Is DRC being prevented from defending its own territory?

By Stanis Bujakera Tshiamala, Stanis Bujakera Tshiamala

Posted on Monday, 21 November 2022 16:42
A Senegalese MONUSCO peacekeeper in Goma on November 9, 2022. ©Photo by ALEXIS HUGUET / AFP

DRC is blaming the UN for having placed it on a "blacklist" that would prevent it from arming itself to fight against rebel groups. But what is really going on, with the M23 a few kilometres from Goma?

In November 2012, it took the M23 less than five days to capture Goma. That was 10 years ago, almost to the day. Active in the East again since November 2021, are the rebels hoping to retake the provincial capital of North Kivu, which they conquered at the time without much difficulty?

In any case, they are getting closer. On 15 November, the front line was established barely 17km from the city.

Congolese authorities are taking the threat seriously, convinced that they are being prevented from responding to the “aggression”. Their target – apart from Rwanda, which they have accused for months of supporting the M23 – the United Nations.

“Today there is no objective reason to keep our country bound to a mortgage of distrust. There are banks, transporters and even arms manufacturers who do not want to deal with us because of the United Nations. They say we are on the blacklist,” said Congolese Foreign Minister Christophe Lutundula at a press briefing on 11 November.

In other words, according to Lutundula, the UN is preventing the DRC from buying the arms, ammunition and military equipment it needs to defend its territory.

‘Flagrant injustice’

The minister did not stop there. “As I speak, we are faced with a situation where purchases […] were coming here but, en route, the transporter said no, that cannot be delivered to the DRC,” he said, continuing, “[This is a] flagrant injustice.”

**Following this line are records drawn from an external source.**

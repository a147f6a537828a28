//! Integration tests for the host hook adapters.
//!
//! These walk the complete flow a host goes through: building a request from
//! the raw URI, firing the pre-trash / pre-delete / commit hooks, and turning
//! the outcome into a filter value and a connector reply.

use std::io;
use std::sync::{Arc, Mutex};

use draft_guard::audit::{AuditTrail, RecordOutcome};
use draft_guard::testing::{MemoryCatalog, MemoryStore};
use draft_guard::{
    DeletionInterceptor, GuardConfig, HookOutcome, HostHooks, InterceptionDecision, Request,
    Resource, ResourceRef, ResourceStatus, ResourceType, Visibility,
};

fn seeded_store() -> MemoryStore {
    let store = MemoryStore::new();
    store.insert(Resource::new(10, ResourceType::Product, ResourceStatus::Published));
    store.insert(Resource::new(11, ResourceType::ProductVariation, ResourceStatus::Published));
    store.insert(Resource::new(12, ResourceType::from_slug("post"), ResourceStatus::Published));
    store
}

#[test]
fn connector_sync_run_keeps_everything() {
    let store = seeded_store();
    let catalog = MemoryCatalog::new();
    catalog.insert(10);
    catalog.insert(11);
    let trail = AuditTrail::new();

    let config = GuardConfig::default()
        .with_debug(true)
        .with_hide_from_catalog(true);
    let hooks = HostHooks::new(
        DeletionInterceptor::new(config, &store)
            .with_commerce(&catalog)
            .with_diagnostics(&trail),
    );

    let req = Request::from_uri("sync-1", "/jtlconnector/?jtlauth=k3y")
        .with_source_address("198.51.100.7");

    // The connector trashes the product and force-deletes the variation.
    let trash = hooks.pre_trash(&req, &ResourceRef::Id(10), None::<bool>);
    let delete = hooks.pre_delete(&req, &ResourceRef::Id(11), true, None::<bool>);

    assert_eq!(trash.into_filter_value(Some(false)), Some(false));
    assert_eq!(delete.into_filter_value(Some(false)), Some(false));

    for id in [10, 11] {
        assert!(store.contains(id));
        assert_eq!(store.resolve_status(id), Some(ResourceStatus::Draft));
        assert_eq!(catalog.state(id).unwrap().visibility, Visibility::Hidden);
    }

    // Posts are not products: the host deletes as usual.
    let post = hooks.pre_delete(&req, &ResourceRef::Id(12), true, None::<bool>);
    assert_eq!(post, HookOutcome::PassThrough(None));

    let records = trail.records();
    assert_eq!(records.len(), 2);
    assert!(records.iter().all(|r| r.outcome() == RecordOutcome::Drafted));
    assert!(records.iter().all(|r| !r.uri().contains("k3y")));
}

#[test]
fn admin_requests_are_untouched() {
    let store = seeded_store();
    let hooks = HostHooks::new(DeletionInterceptor::new(GuardConfig::default(), &store));

    let req = Request::from_uri("admin-1", "/wp-admin/post.php?post=10&action=trash");
    let outcome = hooks.pre_trash(&req, &ResourceRef::Id(10), "prior");

    assert_eq!(outcome, HookOutcome::PassThrough("prior"));
    assert!(store.status_calls().is_empty());
}

#[test]
fn commit_guard_catches_what_earlier_hooks_missed() {
    let store = seeded_store();
    let hooks = HostHooks::new(DeletionInterceptor::new(GuardConfig::default(), &store));
    let req = Request::from_uri("late-1", "/jtlconnector/?jtlauth=abc");

    // Only the last-resort guard fires.
    let outcome = hooks.pre_commit_guard(&req, &ResourceRef::Id(10));

    assert_eq!(outcome, HookOutcome::Veto(InterceptionDecision::DRAFTED));
    assert_eq!(store.resolve_status(10), Some(ResourceStatus::Draft));
}

#[test]
fn connector_reply_serializes_as_success() {
    let store = seeded_store();
    let hooks = HostHooks::new(DeletionInterceptor::new(GuardConfig::default(), &store));
    let req = Request::from_uri("reply-1", "/jtlconnector/?jtlauth=abc");

    let first = hooks.pre_trash(&req, &ResourceRef::Id(10), ());
    let second = hooks.pre_trash(&req, &ResourceRef::Id(10), ());

    let first_json = serde_json::to_value(first.connector_reply().unwrap()).unwrap();
    let second_json = serde_json::to_value(second.connector_reply().unwrap()).unwrap();

    assert_eq!(
        first_json,
        serde_json::json!({"success": true, "performed": false, "substitute": "draft"})
    );
    assert_eq!(
        second_json,
        serde_json::json!({"success": true, "performed": false, "substitute": "unchanged"})
    );
}

#[derive(Clone, Default)]
struct SharedBuf(Arc<Mutex<Vec<u8>>>);

impl io::Write for SharedBuf {
    fn write(&mut self, buf: &[u8]) -> io::Result<usize> {
        self.0.lock().unwrap().extend_from_slice(buf);
        Ok(buf.len())
    }

    fn flush(&mut self) -> io::Result<()> {
        Ok(())
    }
}

#[test]
fn failed_draft_is_logged_and_still_vetoed() {
    let buf = SharedBuf::default();
    let writer = buf.clone();
    let subscriber = tracing_subscriber::fmt()
        .with_max_level(tracing::Level::WARN)
        .with_ansi(false)
        .with_writer(move || writer.clone())
        .finish();

    let store = seeded_store();
    store.fail_writes(true);
    let hooks = HostHooks::new(DeletionInterceptor::new(GuardConfig::default(), &store));
    let req = Request::from_uri("fail-1", "/jtlconnector/?jtlauth=SECRETTOKEN");

    let outcome = tracing::subscriber::with_default(subscriber, || {
        hooks.pre_delete(&req, &ResourceRef::Id(10), false, None::<bool>)
    });

    assert!(outcome.is_veto());
    assert!(store.contains(10));

    let logged = String::from_utf8(buf.0.lock().unwrap().clone()).unwrap();
    assert!(logged.contains("draft update failed"));
    assert!(logged.contains("fail-1"));
    assert!(!logged.contains("SECRETTOKEN"));
}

His comments provoked a substantial reaction on social networks, with some going so far as to call for demonstrations in front of the embassies of Western countries.

The minister eventually tried to calm things down on Twitter.

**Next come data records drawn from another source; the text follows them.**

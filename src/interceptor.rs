use std::fmt;

use crate::{
    audit::{InterceptionRecord, RecordOutcome},
    classifier::RequestOriginClassifier,
    config::GuardConfig,
    error::StoreError,
    host::{CommerceCatalog, DiagnosticSink, ResourceStore},
    request::Request,
    resource::{Resource, ResourceRef, ResourceStatus, Visibility},
};

/// The destructive operation the host is about to perform.
#[derive(Debug, Clone, Copy, PartialEq, Eq)]
pub enum Operation {
    /// Move the resource to the trash
    Trash,
    /// Remove the resource permanently
    Delete,
}

impl fmt::Display for Operation {
    fn fmt(&self, f: &mut fmt::Formatter<'_>) -> fmt::Result {
        match self {
            Operation::Trash => write!(f, "trash"),
            Operation::Delete => write!(f, "delete"),
        }
    }
}

/// State change applied in place of the vetoed operation.
#[derive(Debug, Clone, Copy, PartialEq, Eq)]
pub enum AppliedTransition {
    /// Nothing was changed
    None,
    /// The resource was asked to become a draft
    SetDraft,
}

/// Result of one interception call. Computed fresh, never stored.
#[derive(Debug, Clone, Copy, PartialEq, Eq)]
pub struct InterceptionDecision {
    /// Whether the host may go on with the delete/trash
    pub allow: bool,
    /// What was done instead
    pub applied_transition: AppliedTransition,
}

impl InterceptionDecision {
    /// Let the host handle the operation as it normally would.
    pub const DEFER: Self = Self {
        allow: true,
        applied_transition: AppliedTransition::None,
    };

    /// Block the operation; nothing else to do.
    pub const BLOCK: Self = Self {
        allow: false,
        applied_transition: AppliedTransition::None,
    };

    /// Block the operation; the resource was switched to draft instead.
    pub const DRAFTED: Self = Self {
        allow: false,
        applied_transition: AppliedTransition::SetDraft,
    };

    /// Returns true if the host must not perform the operation.
    pub fn is_veto(&self) -> bool {
        !self.allow
    }
}

/// Turns connector-originated delete/trash requests into draft transitions.
///
/// For each call the interceptor:
///
/// 1. defers when the request is not attributed to the connector,
/// 2. defers when the resource cannot be identified,
/// 3. defers when the resource type is not guarded,
/// 4. blocks without changes when the resource is already a draft,
/// 5. otherwise asks the store to set `draft`, runs the optional commerce
///    side effect, and blocks.
///
/// The veto in step 5 does not depend on the store update succeeding: losing
/// the draft transition is less harmful than an unintended delete. Repeated
/// calls on the same resource stop at step 4, so the function is idempotent.
///
/// # Examples
///
/// ```
/// use draft_guard::testing::MemoryStore;
/// use draft_guard::{
///     DeletionInterceptor, GuardConfig, InterceptionDecision, Operation, Request, Resource,
///     ResourceStatus, ResourceType,
/// };
///
/// let store = MemoryStore::new();
/// let product = Resource::new(42, ResourceType::Product, ResourceStatus::Published);
/// store.insert(product.clone());
///
/// let interceptor = DeletionInterceptor::new(GuardConfig::default(), &store);
/// let request = Request::from_uri("req-1", "/jtlconnector/?jtlauth=abc");
///
/// let decision = interceptor.intercept(&request, Some(&product), Operation::Delete);
/// assert_eq!(decision, InterceptionDecision::DRAFTED);
/// assert_eq!(store.resolve_status(42), Some(ResourceStatus::Draft));
/// ```
pub struct DeletionInterceptor<'h> {
    classifier: RequestOriginClassifier,
    store: &'h dyn ResourceStore,
    commerce: Option<&'h dyn CommerceCatalog>,
    diagnostics: Option<&'h dyn DiagnosticSink>,
}

impl<'h> DeletionInterceptor<'h> {
    /// Creates an interceptor over the host's resource store.
    pub fn new(config: GuardConfig, store: &'h dyn ResourceStore) -> Self {
        Self {
            classifier: RequestOriginClassifier::new(config),
            store,
            commerce: None,
            diagnostics: None,
        }
    }

    /// Attaches the optional commerce integration.
    pub fn with_commerce(mut self, catalog: &'h dyn CommerceCatalog) -> Self {
        self.commerce = Some(catalog);
        self
    }

    /// Attaches a diagnostic sink. It is only used when `debug` is configured.
    pub fn with_diagnostics(mut self, sink: &'h dyn DiagnosticSink) -> Self {
        self.diagnostics = Some(sink);
        self
    }

    /// Returns the classifier used for origin checks.
    pub fn classifier(&self) -> &RequestOriginClassifier {
        &self.classifier
    }

    /// Returns the configuration in use.
    pub fn config(&self) -> &GuardConfig {
        self.classifier.config()
    }

    /// Decides what happens to a delete/trash of `resource`.
    pub fn intercept(
        &self,
        request: &Request,
        resource: Option<&Resource>,
        operation: Operation,
    ) -> InterceptionDecision {
        self.decide(request, || resource.cloned(), operation)
    }

    /// Like [`intercept`](Self::intercept), reading the target's current
    /// state from the store first. The store is only consulted for connector
    /// requests.
    ///
    /// A [`ResourceRef::Resolved`] snapshot is re-read by id as well, so a
    /// later hook sees the draft an earlier hook produced. The snapshot is
    /// used as is only when the store does not know the id.
    pub fn intercept_ref(
        &self,
        request: &Request,
        target: &ResourceRef,
        operation: Operation,
    ) -> InterceptionDecision {
        self.decide(
            request,
            || match target {
                ResourceRef::Resolved(snapshot) => self
                    .store
                    .resolve(snapshot.id)
                    .or_else(|| Some(snapshot.clone())),
                ResourceRef::Id(id) => self.store.resolve(*id),
            },
            operation,
        )
    }

    fn decide<F>(&self, request: &Request, resolve: F, operation: Operation) -> InterceptionDecision
    where
        F: FnOnce() -> Option<Resource>,
    {
        if !self.classifier.classify(request) {
            return InterceptionDecision::DEFER;
        }

        let request_id = request.request_id();

        let Some(resource) = resolve() else {
            tracing::debug!(%request_id, %operation, "target not resolvable, deferring to host");
            return InterceptionDecision::DEFER;
        };

        if !self.config().guards(&resource.kind) {
            tracing::debug!(
                %request_id,
                resource_id = resource.id,
                resource_type = %resource.kind,
                "type not guarded, deferring to host"
            );
            return InterceptionDecision::DEFER;
        }

        if resource.is_draft() {
            tracing::debug!(
                %request_id,
                resource_id = resource.id,
                %operation,
                "already draft, blocking"
            );
            self.emit(request, &resource, operation, RecordOutcome::AlreadyDraft, None);
            return InterceptionDecision::BLOCK;
        }

        match self.store.set_status(resource.id, ResourceStatus::Draft) {
            Ok(()) => {
                tracing::debug!(
                    %request_id,
                    resource_id = resource.id,
                    %operation,
                    "switched to draft instead"
                );
                self.apply_commerce_effect(&resource);
                self.emit(request, &resource, operation, RecordOutcome::Drafted, None);
            }
            Err(err) => {
                tracing::warn!(
                    %request_id,
                    resource_id = resource.id,
                    %operation,
                    error = %err,
                    "draft update failed, blocking anyway"
                );
                self.emit(
                    request,
                    &resource,
                    operation,
                    RecordOutcome::DraftFailed,
                    Some(&err),
                );
            }
        }

        InterceptionDecision::DRAFTED
    }

    fn apply_commerce_effect(&self, resource: &Resource) {
        let Some(catalog) = self.commerce else {
            return;
        };
        let Some(mut entity) = catalog.load(resource.id) else {
            return;
        };

        if self.config().hide_from_catalog {
            entity.set_visibility(Visibility::Hidden);
        }
        if let Err(err) = entity.save() {
            // Best effort only.
            tracing::debug!(resource_id = resource.id, error = %err, "commerce save failed");
        }
    }

    fn emit(
        &self,
        request: &Request,
        resource: &Resource,
        operation: Operation,
        outcome: RecordOutcome,
        error: Option<&StoreError>,
    ) {
        if !self.config().debug {
            return;
        }
        let Some(sink) = self.diagnostics else {
            return;
        };

        let mut record = InterceptionRecord::capture(
            request,
            &self.config().auth_param,
            resource,
            operation,
            outcome,
        );
        if let Some(err) = error {
            record = record.with_detail(err.to_string());
        }
        sink.record(&record);
    }
}

impl fmt::Debug for DeletionInterceptor<'_> {
    fn fmt(&self, f: &mut fmt::Formatter<'_>) -> fmt::Result {
        f.debug_struct("DeletionInterceptor")
            .field("classifier", &self.classifier)
            .field("commerce", &self.commerce.is_some())
            .field("diagnostics", &self.diagnostics.is_some())
            .finish()
    }
}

Tweet translated: The request to lift the obligation to declare the sale of a category of arms to the drc has already been submitted to the sanctions committee and is under review. any demonstrations against institutions/units or external partners will only benefit the DRC’s enemies.

But is the DRC under any kind of sanctions? If not, where does the confusion come from? The controversy has become so widespread that it generated a response from Security Council Sanctions Committee chairman Michel Xavier Biang.

On 9 November Biang said Resolution 1807, adopted in March 2008, gave “the DRC the freedom to purchase all kinds of arms, ammunition, aircraft and other military equipment to defend its territory”.

That year the UN lifted all restrictions on the government but maintained those against armed groups – of which there are now nearly 120, according to the Kivu Security Barometer (BSK).

Resolution 1807 was adopted unanimously by the members of the Security Council. “The DRC is not under the embargo regime, which only concerns armed groups,” said Biang.

Prior notification

In any case, the Congolese government is not affected by any sanctions. On the other hand, the same Resolution 1807 placed the DRC under the “prior notification” regime. This means that suppliers must inform the Sanctions Committee in advance of orders placed with them for arms, ammunition, and, more generally, military equipment.

“The supplier alone has to make the notification, not the government,” the Sanctions Committee chairman said.

But Kinshasa was not convinced. On 14 November, Senate President Modeste Bahati Lukwebo, who had met a few days earlier with Biang, denounced “a sort of international plot against the DRC” and demanded an explanation of the notification system from Lutundula.

The minister will have to carry out the same clarification work with the National Assembly.

The DRC has formally requested the lifting of this notification requirement, arguing that it is a bureaucratic burden.

The supplier alone has to make the notification, not the government.

The request was considered in June by the Security Council, which did not issue a complete decision. But it did remove the notification requirement established in Resolution 1807 for shipments of arms and related material.

It also created an exception for weapons listed in an annex. These include 14.5mm-calibre weapons, 82mm-calibre mortars, grenades and rocket launchers up to 107mm and their respective ammunition, as well as portable air defence systems and anti-tank guided missile systems.

Notification lifting process

Notification has also been removed for the supply of non-lethal military equipment for humanitarian or protective purposes.

“Given the resurgence of criminal attacks by the M23 in recent weeks, the signal of a total lifting of the notification process would probably have been stronger,” Jean-Marc Châtaigner, the European Union’s ambassador to the DRC, recently conceded.

“The UN should above all work to change the perception that arms market operators have of the situation in the DRC in order to support the government,” a security source told us.

For the moment, the risk is that arms dealers subject to this notification regime are reluctant to deliver goods to the DRC for fear that equipment will one day end up in the hands of armed groups subject to an embargo and be used against civilians.

They worry that this would damage their credibility and harm their business. This is not a far-fetched hypothesis.

The army has been known to provide logistical support to certain armed groups. According to the NGO Human Rights Watch, the DRC’s armed forces have recently concluded an alliance with some of these groups to fight the M23.

Groups that have managed to receive their arms, despite being under sanctions.